Saved entries:
----
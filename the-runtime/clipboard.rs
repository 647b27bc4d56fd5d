//! System clipboard through the platform's copy/paste tools.
//!
//! The provider is detected from the environment at startup or set in the
//! config. When no tool is available the clipboard is private to the process.

use std::io;

use ropey::Rope;
use serde::{
  Deserialize,
  Serialize,
};
use the_lib::host::{
  Clipboard,
  LocalClipboard,
};

use crate::command::ExternalCommand;

#[derive(Debug, Clone, Serialize, Deserialize, PartialEq, Eq)]
pub struct CommandProvider {
  pub copy:  ExternalCommand,
  pub paste: ExternalCommand,
}

#[derive(Debug, Clone, Default, Serialize, Deserialize, PartialEq, Eq)]
#[serde(rename_all = "kebab-case")]
pub enum ClipboardProvider {
  Pasteboard,
  Wayland,
  XClip,
  XSel,
  Custom(CommandProvider),
  /// Process-local clipboard.
  #[default]
  None,
}

impl ClipboardProvider {
  pub fn detect() -> Self {
    let display = |var: &str| std::env::var_os(var).is_some_and(|value| !value.is_empty());

    if cfg!(target_os = "macos") && binary_exists("pbcopy") && binary_exists("pbpaste") {
      Self::Pasteboard
    } else if display("WAYLAND_DISPLAY") && binary_exists("wl-copy") && binary_exists("wl-paste") {
      Self::Wayland
    } else if display("DISPLAY") && binary_exists("xclip") {
      Self::XClip
    } else if display("DISPLAY") && binary_exists("xsel") {
      Self::XSel
    } else {
      Self::None
    }
  }

  pub fn name(&self) -> &'static str {
    match self {
      Self::Pasteboard => "pbcopy+pbpaste",
      Self::Wayland => "wl-copy+wl-paste",
      Self::XClip => "xclip",
      Self::XSel => "xsel",
      Self::Custom(_) => "custom",
      Self::None => "none",
    }
  }

  fn commands(&self) -> Option<CommandProvider> {
    match self {
      Self::Pasteboard => Some(provider(("pbcopy", &[]), ("pbpaste", &[]))),
      Self::Wayland => {
        Some(provider(
          ("wl-copy", &["--type", "text/plain"]),
          ("wl-paste", &["--no-newline"]),
        ))
      },
      Self::XClip => {
        Some(provider(
          ("xclip", &["-i", "-selection", "clipboard"]),
          ("xclip", &["-o", "-selection", "clipboard"]),
        ))
      },
      Self::XSel => Some(provider(("xsel", &["-i", "-b"]), ("xsel", &["-o", "-b"]))),
      Self::Custom(commands) => Some(commands.clone()),
      Self::None => None,
    }
  }
}

type Invocation = (&'static str, &'static [&'static str]);

fn provider(copy: Invocation, paste: Invocation) -> CommandProvider {
  CommandProvider {
    copy:  ExternalCommand::new(copy.0, copy.1.iter().copied()),
    paste: ExternalCommand::new(paste.0, paste.1.iter().copied()),
  }
}

fn binary_exists(name: &str) -> bool {
  which::which(name).is_ok()
}

#[derive(Debug)]
pub struct SystemClipboard {
  commands: Option<CommandProvider>,
  local:    LocalClipboard,
}

impl SystemClipboard {
  pub fn new(provider: &ClipboardProvider) -> Self {
    tracing::debug!(provider = provider.name(), "clipboard provider");
    Self {
      commands: provider.commands(),
      local:    LocalClipboard::default(),
    }
  }
}

impl Clipboard for SystemClipboard {
  fn get_contents(&self) -> io::Result<String> {
    match &self.commands {
      Some(commands) => Ok(commands.paste.execute(None, true)?.unwrap_or_default()),
      None => self.local.get_contents(),
    }
  }

  fn set_contents(&self, content: &str) -> io::Result<()> {
    match &self.commands {
      Some(commands) => {
        commands
          .copy
          .execute(Some(&Rope::from(content)), false)
          .map(|_| ())
      },
      None => self.local.set_contents(content),
    }
  }
}
//! Print service backed by an external command.
//!
//! The document is piped to the command's stdin. Arguments may contain the
//! `{title}` placeholder, replaced by the window title. The default is
//! `lpr -T {title}`.

use std::io;

use ropey::Rope;
use the_lib::host::Printer;

use crate::command::ExternalCommand;

pub const TITLE_PLACEHOLDER: &str = "{title}";

pub fn default_print_command() -> ExternalCommand {
  ExternalCommand::new("lpr", ["-T", TITLE_PLACEHOLDER])
}

#[derive(Debug, Clone)]
pub struct CommandPrinter {
  command: ExternalCommand,
}

impl Default for CommandPrinter {
  fn default() -> Self {
    Self::new(default_print_command())
  }
}

impl CommandPrinter {
  pub fn new(command: ExternalCommand) -> Self {
    Self { command }
  }
}

impl Printer for CommandPrinter {
  fn print(&self, title: &str, content: &Rope) -> io::Result<()> {
    self
      .command
      .substitute(TITLE_PLACEHOLDER, title)
      .execute(Some(content), false)
      .map(|_| ())
  }
}

#[cfg(all(test, unix))]
mod tests {
  use std::fs;

  use super::*;

  #[test]
  fn pipes_content_and_title() {
    let dir = tempfile::tempdir().expect("create temp dir");
    let out = dir.path().join("printed.txt");
    let printer = CommandPrinter::new(ExternalCommand::new("sh", [
      "-c".to_string(),
      r#"printf '%s\n' "$1" > "$2"; cat >> "$2""#.to_string(),
      "sh".to_string(),
      TITLE_PLACEHOLDER.to_string(),
      out.to_string_lossy().into_owned(),
    ]));

    printer
      .print("notes.txt - the-notepad", &Rope::from("a\r\nb\n"))
      .unwrap();
    assert_eq!(
      fs::read_to_string(&out).unwrap(),
      "notes.txt - the-notepad\na\r\nb\n"
    );
  }

  #[test]
  fn failing_command_is_an_error() {
    let printer = CommandPrinter::new(ExternalCommand::new("sh", ["-c", "cat > /dev/null; exit 3"]));
    assert!(printer.print("t", &Rope::from("x")).is_err());

    let missing = CommandPrinter::new(ExternalCommand::new(
      "/nonexistent/printer",
      Vec::<String>::new(),
    ));
    assert!(missing.print("t", &Rope::from("x")).is_err());
  }

  #[test]
  fn default_uses_lpr() {
    let command = default_print_command();
    assert_eq!(command.command, "lpr");
    assert_eq!(command.args, ["-T", "{title}"]);
  }
}
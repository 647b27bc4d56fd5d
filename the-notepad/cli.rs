use std::path::PathBuf;

use clap::{
  ArgAction,
  Parser,
};

#[derive(Clone, Debug, PartialEq, Eq)]
pub struct CliOptions {
  pub verbosity:   u8,
  pub log_file:    Option<PathBuf>,
  pub config_file: Option<PathBuf>,
  pub font_size:   Option<u16>,
  pub file:        Option<PathBuf>,
}

impl CliOptions {
  pub fn parse() -> Self {
    RawCli::parse().into()
  }
}

#[derive(Parser, Debug)]
#[command(
  name = "the-notepad",
  about = "Plain text notepad driven by line commands on stdin",
  version
)]
struct RawCli {
  /// Increase logging verbosity (repeat for more detail)
  #[arg(short = 'v', action = ArgAction::Count)]
  verbosity: u8,

  /// Save logs to a specific file
  #[arg(long = "log", value_name = "FILE")]
  log_file: Option<PathBuf>,

  /// Load configuration from a specific file
  #[arg(short = 'c', long = "config", value_name = "FILE")]
  config_file: Option<PathBuf>,

  /// Initial font size, overrides the config file
  #[arg(long = "font-size", value_name = "POINTS", value_parser = parse_font_size)]
  font_size: Option<u16>,

  /// File to open
  #[arg(value_name = "FILE")]
  file: Option<PathBuf>,
}

impl From<RawCli> for CliOptions {
  fn from(raw: RawCli) -> Self {
    Self {
      verbosity:   raw.verbosity,
      log_file:    raw.log_file,
      config_file: raw.config_file,
      font_size:   raw.font_size,
      file:        raw.file,
    }
  }
}

fn parse_font_size(value: &str) -> std::result::Result<u16, String> {
  match value.parse::<u16>() {
    Ok(0) => Err("font size must be positive".to_string()),
    Ok(size) => Ok(size),
    Err(err) => Err(format!("invalid font size '{value}': {err}")),
  }
}

#[cfg(test)]
mod tests {
  use super::*;

  fn parse(args: &[&str]) -> std::result::Result<CliOptions, clap::Error> {
    RawCli::try_parse_from(std::iter::once("the-notepad").chain(args.iter().copied()))
      .map(CliOptions::from)
  }

  #[test]
  fn defaults() {
    let options = parse(&[]).unwrap();
    assert_eq!(options, CliOptions {
      verbosity:   0,
      log_file:    None,
      config_file: None,
      font_size:   None,
      file:        None,
    });
  }

  #[test]
  fn all_flags() {
    let options = parse(&[
      "-vv",
      "--log",
      "/tmp/np.log",
      "-c",
      "np.toml",
      "--font-size",
      "18",
      "notes.txt",
    ])
    .unwrap();
    assert_eq!(options.verbosity, 2);
    assert_eq!(options.log_file, Some(PathBuf::from("/tmp/np.log")));
    assert_eq!(options.config_file, Some(PathBuf::from("np.toml")));
    assert_eq!(options.font_size, Some(18));
    assert_eq!(options.file, Some(PathBuf::from("notes.txt")));
  }

  #[test]
  fn rejects_bad_font_size() {
    assert!(parse(&["--font-size", "0"]).is_err());
    assert!(parse(&["--font-size", "big"]).is_err());
  }
}
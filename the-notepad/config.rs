//! Optional TOML configuration, read once at startup and never written.
//!
//! ```toml
//! font_size = 16
//! history_limit = 200
//! show_status_bar = false
//!
//! clipboard = "xsel"
//!
//! [print_command]
//! command = "lp"
//! args = ["-t", "{title}"]
//! ```
//!
//! Without a `clipboard` key the provider is detected from the environment.

use std::{
  fs,
  path::Path,
};

use eyre::{
  Result,
  WrapErr,
};
use serde::Deserialize;
use the_lib::{
  history::DEFAULT_HISTORY_LIMIT,
  session::DEFAULT_FONT_SIZE,
};
use the_runtime::{
  ClipboardProvider,
  ExternalCommand,
  default_print_command,
};

#[derive(Debug, Clone, PartialEq, Eq, Deserialize)]
#[serde(default, deny_unknown_fields)]
pub struct Config {
  pub font_size:       u16,
  pub history_limit:   usize,
  pub show_status_bar: bool,
  pub print_command:   ExternalCommand,
  pub clipboard:       Option<ClipboardProvider>,
}

impl Default for Config {
  fn default() -> Self {
    Self {
      font_size:       DEFAULT_FONT_SIZE,
      history_limit:   DEFAULT_HISTORY_LIMIT,
      show_status_bar: true,
      print_command:   default_print_command(),
      clipboard:       None,
    }
  }
}

impl Config {
  pub fn from_toml(source: &str) -> std::result::Result<Self, toml::de::Error> {
    toml::from_str(source)
  }

  pub fn load(path: &Path) -> Result<Self> {
    let source = fs::read_to_string(path)
      .wrap_err_with(|| format!("failed to read config {}", path.display()))?;
    let config = Self::from_toml(&source)
      .wrap_err_with(|| format!("invalid config {}", path.display()))?;
    log::debug!("loaded config from {}", path.display());
    Ok(config)
  }

  /// Configured clipboard provider, or the one detected from the environment.
  pub fn clipboard_provider(&self) -> ClipboardProvider {
    self.clipboard.clone().unwrap_or_else(ClipboardProvider::detect)
  }

  /// Load `path` when given, otherwise the defaults.
  pub fn load_or_default(path: Option<&Path>) -> Result<Self> {
    path.map_or_else(|| Ok(Self::default()), Self::load)
  }
}

#[cfg(test)]
mod tests {
  use std::borrow::Cow;

  use super::*;

  #[test]
  fn empty_file_is_default() {
    assert_eq!(Config::from_toml("").unwrap(), Config::default());
  }

  #[test]
  fn partial_file_keeps_other_defaults() {
    let config = Config::from_toml(
      r#"
      font_size = 20

      [print_command]
      command = "lp"
      "#,
    )
    .unwrap();
    assert_eq!(config.font_size, 20);
    assert_eq!(config.history_limit, DEFAULT_HISTORY_LIMIT);
    assert!(config.show_status_bar);
    assert_eq!(config.print_command.command, Cow::Borrowed("lp"));
    assert!(config.print_command.args.is_empty());
    assert_eq!(config.clipboard, None);
  }

  #[test]
  fn clipboard_provider_can_be_pinned() {
    let config = Config::from_toml("clipboard = \"none\"").unwrap();
    assert_eq!(config.clipboard_provider(), ClipboardProvider::None);

    let config = Config::from_toml(
      r#"
      [clipboard.custom]
      copy = { command = "tee", args = ["/tmp/clip"] }
      paste = { command = "cat", args = ["/tmp/clip"] }
      "#,
    )
    .unwrap();
    assert!(matches!(
      config.clipboard_provider(),
      ClipboardProvider::Custom(_)
    ));
    assert!(Config::from_toml("clipboard = \"carrier-pigeon\"").is_err());
  }

  #[test]
  fn unknown_keys_are_rejected() {
    assert!(Config::from_toml("theme = \"dark\"").is_err());
  }

  #[test]
  fn load_reports_missing_file() {
    let dir = tempfile::tempdir().expect("create temp dir");
    let path = dir.path().join("missing.toml");
    let err = Config::load(&path).unwrap_err();
    assert!(err.to_string().contains("failed to read config"));

    std::fs::write(&path, "history_limit = 5\nshow_status_bar = false\n").unwrap();
    let config = Config::load_or_default(Some(&path)).unwrap();
    assert_eq!(config.history_limit, 5);
    assert!(!config.show_status_bar);
    assert_eq!(Config::load_or_default(None).unwrap(), Config::default());
  }
}
use std::collections::VecDeque;

use crate::{
  buffer::{
    Result,
    TextBuffer,
  },
  transaction::Transaction,
};

/// Undo depth used when none is configured.
pub const DEFAULT_HISTORY_LIMIT: usize = 100;

/// Stores the reversible edits made to a buffer.
///
/// The history is two stacks of [`Transaction`]s. `past` holds what can be
/// undone (most recent at the back) and `future` holds what has been undone
/// and can be redone.
///
/// Undo applies the inverse of the newest `past` entry and moves it to
/// `future`; redo reapplies the newest `future` entry and moves it back.
/// Recording a new edit clears `future`, so the redo path is lost as soon as
/// new work happens after an undo.
///
/// The stacks are only touched after the buffer has accepted the change, so a
/// failed apply leaves both the buffer and the history as they were.
///
/// `past` is bounded by `limit`; once full, the oldest entry is forgotten.
#[derive(Debug)]
pub struct EditHistory {
  past:   VecDeque<Transaction>,
  future: Vec<Transaction>,
  limit:  usize,
}

impl Default for EditHistory {
  fn default() -> Self {
    Self::with_limit(DEFAULT_HISTORY_LIMIT)
  }
}

impl EditHistory {
  pub fn with_limit(limit: usize) -> Self {
    Self {
      past:   VecDeque::new(),
      future: Vec::new(),
      limit:  limit.max(1),
    }
  }

  #[inline]
  pub fn limit(&self) -> usize {
    self.limit
  }

  pub fn set_limit(&mut self, limit: usize) {
    self.limit = limit.max(1);
    self.trim();
  }

  /// Push an already applied edit. Empty transactions are ignored.
  pub fn record_edit(&mut self, transaction: impl Into<Transaction>) {
    let transaction = transaction.into();
    if transaction.is_empty() {
      return;
    }
    self.past.push_back(transaction);
    self.future.clear();
    self.trim();
  }

  /// Revert the newest edit. Returns `Ok(false)` when there is nothing to
  /// undo.
  pub fn undo(&mut self, buffer: &mut TextBuffer) -> Result<bool> {
    let Some(transaction) = self.past.back() else {
      return Ok(false);
    };
    transaction.invert().apply(buffer)?;

    if let Some(transaction) = self.past.pop_back() {
      self.future.push(transaction);
    }
    Ok(true)
  }

  /// Reapply the most recently undone edit. Returns `Ok(false)` when there is
  /// nothing to redo.
  pub fn redo(&mut self, buffer: &mut TextBuffer) -> Result<bool> {
    let Some(transaction) = self.future.last() else {
      return Ok(false);
    };
    transaction.apply(buffer)?;

    if let Some(transaction) = self.future.pop() {
      self.past.push_back(transaction);
    }
    Ok(true)
  }

  /// The entry the next undo would revert.
  pub fn peek_undo(&self) -> Option<&Transaction> {
    self.past.back()
  }

  /// The entry the next redo would reapply.
  pub fn peek_redo(&self) -> Option<&Transaction> {
    self.future.last()
  }

  #[inline]
  pub fn can_undo(&self) -> bool {
    !self.past.is_empty()
  }

  #[inline]
  pub fn can_redo(&self) -> bool {
    !self.future.is_empty()
  }

  #[inline]
  pub fn past_len(&self) -> usize {
    self.past.len()
  }

  #[inline]
  pub fn future_len(&self) -> usize {
    self.future.len()
  }

  /// Forget everything, e.g. after the buffer was replaced wholesale.
  pub fn clear(&mut self) {
    self.past.clear();
    self.future.clear();
  }

  fn trim(&mut self) {
    while self.past.len() > self.limit {
      self.past.pop_front();
    }
  }
}

#[cfg(test)]
mod test {
  use quickcheck::{
    Arbitrary,
    Gen,
    quickcheck,
  };

  use super::*;
  use crate::transaction::EditOperation;

  fn edit(history: &mut EditHistory, buffer: &mut TextBuffer, op: EditOperation) {
    let tx = Transaction::from(op);
    tx.apply(buffer).unwrap();
    history.record_edit(tx);
  }

  #[test]
  fn test_undo_redo() {
    let mut history = EditHistory::default();
    let mut buffer = TextBuffer::from("hello");

    assert!(!history.undo(&mut buffer).unwrap());
    assert!(!history.redo(&mut buffer).unwrap());

    edit(&mut history, &mut buffer, EditOperation::insert(5, " world!"));
    edit(&mut history, &mut buffer, EditOperation::delete(6, "world"));
    edit(&mut history, &mut buffer, EditOperation::insert(6, "世界"));
    assert_eq!(buffer.to_string(), "hello 世界!");

    assert!(history.undo(&mut buffer).unwrap());
    assert_eq!(buffer.to_string(), "hello !");
    assert!(history.undo(&mut buffer).unwrap());
    assert_eq!(buffer.to_string(), "hello world!");
    assert!(history.undo(&mut buffer).unwrap());
    assert_eq!(buffer.to_string(), "hello");
    assert!(!history.can_undo());

    assert!(history.redo(&mut buffer).unwrap());
    assert_eq!(buffer.to_string(), "hello world!");
    assert_eq!(history.past_len(), 1);
    assert_eq!(history.future_len(), 2);
  }

  #[test]
  fn test_new_edit_clears_future() {
    let mut history = EditHistory::default();
    let mut buffer = TextBuffer::from("abc");

    edit(&mut history, &mut buffer, EditOperation::insert(3, "d"));
    history.undo(&mut buffer).unwrap();
    assert!(history.can_redo());

    edit(&mut history, &mut buffer, EditOperation::insert(0, "z"));
    assert!(!history.can_redo());
    assert!(!history.redo(&mut buffer).unwrap());
    assert_eq!(buffer.to_string(), "zabc");
  }

  #[test]
  fn test_failed_undo_does_not_mutate() {
    let mut history = EditHistory::default();
    let mut buffer = TextBuffer::from("abc");
    edit(&mut history, &mut buffer, EditOperation::insert(3, "def"));

    // Change the buffer behind the history's back.
    buffer.replace_all("x");
    let version = buffer.version();

    assert!(history.undo(&mut buffer).is_err());
    assert_eq!(buffer.to_string(), "x");
    assert_eq!(buffer.version(), version);
    assert_eq!(history.past_len(), 1);
    assert_eq!(history.future_len(), 0);
  }

  #[test]
  fn test_limit_drops_oldest() {
    let mut history = EditHistory::with_limit(2);
    let mut buffer = TextBuffer::new();
    for (i, s) in ["a", "b", "c"].iter().enumerate() {
      edit(&mut history, &mut buffer, EditOperation::insert(i, *s));
    }
    assert_eq!(history.past_len(), 2);

    while history.undo(&mut buffer).unwrap() {}
    assert_eq!(buffer.to_string(), "a");

    history.set_limit(0);
    assert_eq!(history.limit(), 1);
  }

  #[test]
  fn test_empty_transaction_ignored() {
    let mut history = EditHistory::default();
    history.record_edit(Transaction::new());
    assert!(!history.can_undo());
  }

  /// A random edit, resolved against the buffer at apply time so that it is
  /// always in range.
  #[derive(Debug, Clone)]
  enum Step {
    Insert { at: usize, text: String },
    Delete { at: usize, len: usize },
  }

  impl Arbitrary for Step {
    fn arbitrary(g: &mut Gen) -> Self {
      if bool::arbitrary(g) {
        Step::Insert {
          at:   usize::arbitrary(g),
          text: String::arbitrary(g),
        }
      } else {
        Step::Delete {
          at:  usize::arbitrary(g),
          len: usize::arbitrary(g) % 8,
        }
      }
    }
  }

  fn resolve(step: &Step, buffer: &TextBuffer) -> EditOperation {
    let len = buffer.len_chars();
    match step {
      Step::Insert { at, text } => EditOperation::insert(at % (len + 1), text.as_str()),
      Step::Delete { at, len: n } => {
        let start = at % (len + 1);
        let end = (start + n).min(len);
        EditOperation::delete(start, buffer.slice_to_string(start..end).unwrap())
      },
    }
  }

  quickcheck! {
    fn undo_restores_every_snapshot(initial: String, steps: Vec<Step>) -> bool {
      let mut history = EditHistory::with_limit(usize::MAX);
      let mut buffer = TextBuffer::from(initial.as_str());
      let mut snapshots = Vec::new();

      for step in &steps {
        let op = resolve(step, &buffer);
        // No-op edits never reach the history.
        if !op.is_noop() {
          snapshots.push(buffer.to_string());
        }
        edit(&mut history, &mut buffer, op);
      }

      while let Some(expected) = snapshots.pop() {
        if !history.undo(&mut buffer).unwrap() || buffer.to_string() != expected {
          return false;
        }
      }
      !history.undo(&mut buffer).unwrap() && buffer.to_string() == initial
    }

    fn redo_after_undo_is_identity(initial: String, steps: Vec<Step>) -> bool {
      let mut history = EditHistory::with_limit(usize::MAX);
      let mut buffer = TextBuffer::from(initial.as_str());
      for step in &steps {
        let op = resolve(step, &buffer);
        edit(&mut history, &mut buffer, op);
      }

      let after = buffer.to_string();
      if !history.undo(&mut buffer).unwrap() {
        return after == initial;
      }
      history.redo(&mut buffer).unwrap() && buffer.to_string() == after
    }
  }
}
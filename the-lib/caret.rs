use std::fmt;

use ropey::RopeSlice;

use crate::buffer::{
  BufferError,
  Result,
  TextBuffer,
};

/// Caret location. `line` and `column` are 1-based; `column` counts chars
/// since the preceding line break.
#[derive(Debug, Clone, Copy, PartialEq, Eq, Hash)]
pub struct CaretPosition {
  pub offset: usize,
  pub line:   usize,
  pub column: usize,
}

impl Default for CaretPosition {
  fn default() -> Self {
    Self {
      offset: 0,
      line:   1,
      column: 1,
    }
  }
}

/// Status line rendering, e.g. `Ln 3, Col 7`.
impl fmt::Display for CaretPosition {
  fn fmt(&self, f: &mut fmt::Formatter<'_>) -> fmt::Result {
    write!(f, "Ln {}, Col {}", self.line, self.column)
  }
}

/// Converts a char index into 0-based `(line, column)`.
///
/// `pos` is clamped to the end of the text.
pub fn coords_at_pos(text: RopeSlice, pos: usize) -> (usize, usize) {
  let pos = pos.min(text.len_chars());
  let line = text.char_to_line(pos);
  (line, pos - text.line_to_char(line))
}

/// Convert 0-based `(line, column)` to a char index.
///
/// If `line` exceeds the number of lines, the last line is used. If `column`
/// runs past the line's content, the position before the line ending is used.
pub fn char_idx_at_coords(text: RopeSlice, line: usize, column: usize) -> usize {
  let line = line.min(text.len_lines().saturating_sub(1));
  let line_start = text.line_to_char(line);
  let ending = the_core::line_ending::get_line_ending(&text.line(line))
    .map(|ending| ending.len_chars())
    .unwrap_or(0);
  let line_end = text.line_to_char(line + 1) - ending;
  (line_start + column).min(line_end)
}

#[derive(Debug, Default, Clone)]
pub struct CaretTracker {
  position: CaretPosition,
}

impl CaretTracker {
  pub fn new() -> Self {
    Self::default()
  }

  #[inline]
  pub fn position(&self) -> CaretPosition {
    self.position
  }

  #[inline]
  pub fn offset(&self) -> usize {
    self.position.offset
  }

  /// Move the caret to `offset` and recompute line and column.
  pub fn update(&mut self, buffer: &TextBuffer, offset: usize) -> Result<CaretPosition> {
    if offset > buffer.len_chars() {
      return Err(BufferError::OutOfRange {
        offset,
        len: 0,
        max: buffer.len_chars(),
      });
    }
    let (line, column) = coords_at_pos(buffer.text().slice(..), offset);
    self.position = CaretPosition {
      offset,
      line: line + 1,
      column: column + 1,
    };
    Ok(self.position)
  }

  /// Recompute against new content, clamping the offset if the text shrank.
  pub fn refresh(&mut self, buffer: &TextBuffer) -> CaretPosition {
    let offset = self.position.offset.min(buffer.len_chars());
    let (line, column) = coords_at_pos(buffer.text().slice(..), offset);
    self.position = CaretPosition {
      offset,
      line: line + 1,
      column: column + 1,
    };
    self.position
  }
}

#[cfg(test)]
mod test {
  use super::*;

  #[test]
  fn origin_is_always_first_line_first_column() {
    for text in ["", "abc", "\n\n\n", "\r\nx", "héllo\nworld"] {
      let buffer = TextBuffer::from(text);
      let mut caret = CaretTracker::new();
      let pos = caret.update(&buffer, 0).unwrap();
      assert_eq!((pos.line, pos.column), (1, 1), "{text:?}");
    }
  }

  #[test]
  fn line_and_column() {
    let buffer = TextBuffer::from("ab\ncd\r\nef");
    let mut caret = CaretTracker::new();

    let pos = caret.update(&buffer, 2).unwrap();
    assert_eq!((pos.line, pos.column), (1, 3));
    let pos = caret.update(&buffer, 3).unwrap();
    assert_eq!((pos.line, pos.column), (2, 1));
    let pos = caret.update(&buffer, 4).unwrap();
    assert_eq!((pos.line, pos.column), (2, 2));
    let pos = caret.update(&buffer, 7).unwrap();
    assert_eq!((pos.line, pos.column), (3, 1));
    let pos = caret.update(&buffer, 9).unwrap();
    assert_eq!((pos.line, pos.column), (3, 3));
    assert_eq!(pos.to_string(), "Ln 3, Col 3");
  }

  #[test]
  fn columns_count_chars() {
    let buffer = TextBuffer::from("日本語\nx");
    let mut caret = CaretTracker::new();
    assert_eq!(caret.update(&buffer, 3).unwrap().column, 4);
  }

  #[test]
  fn update_is_deterministic() {
    let buffer = TextBuffer::from("one\ntwo\nthree");
    let mut a = CaretTracker::new();
    let mut b = CaretTracker::new();
    b.update(&buffer, 11).unwrap();
    assert_eq!(a.update(&buffer, 6).unwrap(), b.update(&buffer, 6).unwrap());
  }

  #[test]
  fn out_of_range_keeps_position() {
    let buffer = TextBuffer::from("abc");
    let mut caret = CaretTracker::new();
    caret.update(&buffer, 2).unwrap();
    assert!(caret.update(&buffer, 4).is_err());
    assert_eq!(caret.offset(), 2);
  }

  #[test]
  fn refresh_clamps() {
    let mut buffer = TextBuffer::from("abc\ndef");
    let mut caret = CaretTracker::new();
    caret.update(&buffer, 7).unwrap();
    buffer.replace_all("x");
    assert_eq!(caret.refresh(&buffer), CaretPosition {
      offset: 1,
      line:   1,
      column: 2,
    });
  }

  #[test]
  fn coords_roundtrip() {
    let buffer = TextBuffer::from("ab\r\ncde\nf");
    let text = buffer.text().slice(..);
    assert_eq!(char_idx_at_coords(text, 1, 2), 6);
    assert_eq!(coords_at_pos(text, 6), (1, 2));
    // Column past the end stops before the line ending.
    assert_eq!(char_idx_at_coords(text, 0, 10), 2);
    // Line past the end uses the last line.
    assert_eq!(char_idx_at_coords(text, 9, 0), 8);
  }
}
----
- [YOUR TASK]:
Wherever the string "source" appears in the records, copy the whole line.

- [YOUR RESPONSE]:
  pub fn from_toml(source: &str) -> std::result::Result<Self, toml::de::Error> {
    toml::from_str(source)
    let source = fs::read_to_string(path)
    let config = Self::from_toml(&source)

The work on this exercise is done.